Because the last philosopher tries to grab right before left, there is no situation where each philosopher grabs one fork and is stuck waiting for another; the cycle of waiting is broken. Think through the ramifications of this solution, and convince yourself that it works.

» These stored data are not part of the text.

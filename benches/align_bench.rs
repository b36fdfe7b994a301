//! Criterion benchmarks for verse alignment.
//!
//! Run with: cargo bench

use criterion::{black_box, criterion_group, criterion_main, BenchmarkId, Criterion};
use verse_transplant::align::align_keys;
use verse_transplant::books::BookNameMap;
use verse_transplant::corpus::{align_corpus, Corpus};
use verse_transplant::models::{FeatureMap, Hierarchy, ReferenceWord, Word};

fn bench_verse_alignment(c: &mut Criterion) {
    // Typical verse lengths up to the longest verses of the corpus
    let sizes = [10, 30, 90];

    let mut group = c.benchmark_group("verse_alignment");

    for size in sizes {
        // Identical verses (best case - one block)
        let seq: Vec<u32> = (0..size as u32).collect();

        group.bench_with_input(BenchmarkId::new("identical", size), &size, |b, _| {
            b.iter(|| align_keys(black_box(&seq), black_box(&seq)))
        });

        // 70% match (typical variant reading density)
        let seq_b: Vec<u32> = (0..size as u32)
            .map(|i| if i % 10 < 7 { i } else { i + 10000 })
            .collect();

        group.bench_with_input(BenchmarkId::new("70pct_match", size), &size, |b, _| {
            b.iter(|| align_keys(black_box(&seq), black_box(&seq_b)))
        });

        // Repeated function words (many candidate positions per key)
        let seq_repeats: Vec<u32> = (0..size as u32).map(|i| i % 4).collect();

        group.bench_with_input(BenchmarkId::new("repeats", size), &size, |b, _| {
            b.iter(|| align_keys(black_box(&seq_repeats), black_box(&seq_repeats[1..])))
        });

        // No match (every word a gap)
        let seq_nomatch: Vec<u32> = (10000..10000 + size as u32).collect();

        group.bench_with_input(BenchmarkId::new("no_match", size), &size, |b, _| {
            b.iter(|| align_keys(black_box(&seq), black_box(&seq_nomatch)))
        });
    }

    group.finish();
}

/// Synthetic book of `verses` verses with 20 words each. Every fifth reference word differs.
fn synthetic_book(verses: u32) -> (Vec<Word>, Vec<ReferenceWord>) {
    let mut source = Vec::new();
    let mut reference = Vec::new();
    let mut id = 1u64;

    for verse in 1..=verses {
        for rank in 1..=20u32 {
            let surface = format!("w{}", (verse * 7 + rank) % 97);
            source.push(Word {
                word_id: id,
                book: "MAT".to_string(),
                chapter: 1 + verse / 25,
                verse,
                rank,
                surface: surface.clone(),
                features: FeatureMap::new(),
            });
            reference.push(ReferenceWord {
                node_id: id + 500_000,
                book: "Matthew".to_string(),
                chapter: 1 + verse / 25,
                verse,
                rank,
                surface: if rank % 5 == 0 { format!("{surface}'") } else { surface },
                features: FeatureMap::new(),
                hierarchy: Hierarchy::default(),
            });
            id += 1;
        }
    }

    (source, reference)
}

fn bench_corpus_alignment(c: &mut Criterion) {
    let (source_words, reference_words) = synthetic_book(1000);
    let source = Corpus::from_words(source_words);
    let reference = Corpus::from_words(reference_words);
    let books = BookNameMap::new_testament();
    let features = vec!["surface".to_string()];

    c.bench_function("align_corpus_1000_verses", |b| {
        b.iter(|| align_corpus(black_box(&source), black_box(&reference), &books, &features, false))
    });
}

criterion_group!(benches, bench_verse_alignment, bench_corpus_alignment);
criterion_main!(benches);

There are other “famous” problems like this one, e.g., the cigarette smoker’s problem or the sleeping barber problem. Most of them are just excuses to think about concurrency; some of them have fascinating names. Look them up if you are interested in learning more, or just getting more practice thinking in a concurrent manner“The Little Book of Semaphores” by A.B. Downey. Available at the following site: http://greenteapress.com/semaphores/. A nice (and free!) book about semaphores. Lots of fun problems to solve, if you like that sort of thing..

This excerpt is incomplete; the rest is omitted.